== WHAT IS EXPECTED ==
Your answer should consist of each line from the data below that contains "Panics".

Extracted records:

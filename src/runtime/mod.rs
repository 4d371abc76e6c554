//! Source-level semantics: environments and the expression evaluator

mod environment;
mod evaluator;

pub use environment::Environment;
pub use evaluator::evaluate;
//! # Code Generator
//!
//! Structural recursion from [`Expr`] to accumulator-machine code with bump
//! allocation of temporaries:
//!
//! ```text
//! Const(v)      → ldi v
//! Var(x)        → ld  map[x]
//! Sum(s1, s2)   → code(s1, t) ; st t ; code(s2, t+1) ; add t
//! ```
//!
//! The left operand's value is spilled to the watermark register `t` so that
//! the right operand, which starts allocating at `t + 1`, cannot clobber it.
//! Nothing below `t` is ever written. Siblings overwrite each other's
//! temporaries, so register demand follows nesting, not size.

use super::var_map::VariableMap;
use crate::machine::{Instruction, Reg};
use crate::parser::Expr;

/// Compile `expr` with temporaries allocated from `watermark` upward
///
/// No validation happens here: `map` must assign every identifier of
/// `expr`, and the compiled code only preserves variables whose registers
/// lie below `watermark`. Use [`super::Compiler`] for the checked path.
///
/// Recursion depth follows [`Expr::depth`]; untrusted trees should go
/// through the driver, which rejects anything nested past
/// [`CompileOptions::max_depth`](super::CompileOptions::max_depth).
///
/// # Panics
///
/// Panics if `map` has no register for an identifier of `expr`, or if
/// `watermark + expr.temporaries()` does not fit in `usize`.
pub fn compile(map: &VariableMap, expr: &Expr, watermark: Reg) -> Vec<Instruction> {
    let mut out = Vec::with_capacity(expr.size() * 2);
    emit(map, expr, watermark, &mut out);
    tracing::trace!(
        %expr,
        %watermark,
        instructions = out.len(),
        "generated code"
    );
    out
}

fn emit(map: &VariableMap, expr: &Expr, t: Reg, out: &mut Vec<Instruction>) {
    match expr {
        Expr::Const(value) => out.push(Instruction::LoadImmediate(*value)),
        Expr::Var(name) => out.push(Instruction::Load(map[name.as_str()])),
        Expr::Sum(lhs, rhs) => {
            emit(map, lhs, t, out);
            out.push(Instruction::Store(t));
            emit(map, rhs, t.next(), out);
            out.push(Instruction::Add(t));
        }
    }
}
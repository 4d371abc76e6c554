use super::token::{Token, TokenKind};
use crate::error::{Error, Result};
use crate::machine::Word;

/// Scanner for S-expression arithmetic syntax
pub struct SExprScanner {
    /// Source code as character vector
    source: Vec<char>,
    /// Accumulated tokens
    tokens: Vec<Token>,
    /// Start position of current token
    start: usize,
    /// Column where the current token starts
    start_column: usize,
    /// Current position in source
    current: usize,
    /// Current line number (1-indexed)
    line: usize,
    /// Current column number (1-indexed)
    column: usize,
}

impl SExprScanner {
    /// Creates a new S-expression scanner from source code
    pub fn new(source: &str) -> Self {
        SExprScanner {
            source: source.chars().collect(),
            tokens: Vec::new(),
            start: 0,
            start_column: 1,
            current: 0,
            line: 1,
            column: 1,
        }
    }

    /// Scans all tokens from source code and returns them as a vector
    pub fn scan_tokens(&mut self) -> Result<Vec<Token>> {
        while !self.is_at_end() {
            self.start = self.current;
            self.start_column = self.column;
            self.scan_token()?;
        }

        self.tokens.push(Token::new(
            TokenKind::Eof,
            String::new(),
            self.line,
            self.column,
        ));

        Ok(std::mem::take(&mut self.tokens))
    }

    fn scan_token(&mut self) -> Result<()> {
        let c = self.advance();

        match c {
            ' ' | '\r' | '\t' => {}
            '\n' => {
                self.line += 1;
                self.column = 1;
            }

            ';' => self.skip_line_comment(),

            '(' => self.add_token(TokenKind::LeftParen),
            ')' => self.add_token(TokenKind::RightParen),
            '+' => self.add_token(TokenKind::Plus),

            '-' if self.peek().is_ascii_digit() => {
                return Err(Error::ParseError(format!(
                    "Negative literal at line {}, column {}: values are unsigned",
                    self.line, self.start_column
                )));
            }

            c if c.is_ascii_digit() => self.scan_number()?,

            c if c.is_alphabetic() || c == '_' => self.scan_identifier(),

            _ => {
                return Err(Error::SyntaxError {
                    line: self.line,
                    col: self.start_column,
                    message: format!("Unexpected character '{}'", c.escape_default()),
                });
            }
        }

        Ok(())
    }

    fn skip_line_comment(&mut self) {
        while !self.is_at_end() && self.peek() != '\n' {
            self.advance();
        }
    }

    fn scan_number(&mut self) -> Result<()> {
        while self.peek().is_ascii_digit() {
            self.advance();
        }

        if self.peek().is_alphabetic() || self.peek() == '_' {
            return Err(Error::SyntaxError {
                line: self.line,
                col: self.start_column,
                message: format!("Malformed number '{}{}'", self.lexeme(), self.peek()),
            });
        }

        let text = self.lexeme();
        let value: Word = text
            .parse()
            .map_err(|_| Error::ParseError(format!("Integer literal out of range: {}", text)))?;
        self.add_token(TokenKind::Integer(value));
        Ok(())
    }

    fn scan_identifier(&mut self) {
        while self.peek().is_alphanumeric() || matches!(self.peek(), '_' | '-' | '?' | '!') {
            self.advance();
        }

        let text = self.lexeme();
        self.add_token(TokenKind::Identifier(text));
    }

    fn lexeme(&self) -> String {
        self.source[self.start..self.current].iter().collect()
    }

    fn is_at_end(&self) -> bool {
        self.current >= self.source.len()
    }

    fn advance(&mut self) -> char {
        let c = self.source[self.current];
        self.current += 1;
        self.column += 1;
        c
    }

    fn peek(&self) -> char {
        if self.is_at_end() {
            '\0'
        } else {
            self.source[self.current]
        }
    }

    fn add_token(&mut self, kind: TokenKind) {
        let lexeme = self.lexeme();
        self.tokens
            .push(Token::new(kind, lexeme, self.line, self.start_column));
    }
}
//! Reference semantics for source expressions

use super::environment::Environment;
use crate::error::Result;
use crate::machine::Word;
use crate::parser::Expr;

/// Evaluate `expr` under `env`
///
/// Sums wrap at the word width, matching the machine's `Add`. The only
/// failure is an identifier missing from `env`.
pub fn evaluate(expr: &Expr, env: &Environment) -> Result<Word> {
    match expr {
        Expr::Const(value) => Ok(*value),
        Expr::Var(name) => env.get(name),
        Expr::Sum(lhs, rhs) => {
            let lhs = evaluate(lhs, env)?;
            let rhs = evaluate(rhs, env)?;
            Ok(lhs.wrapping_add(rhs))
        }
    }
}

== ANSWER FOR THE TASK ==
/// # Panics
/// Panics if `map` has no register for an identifier of `expr`, or if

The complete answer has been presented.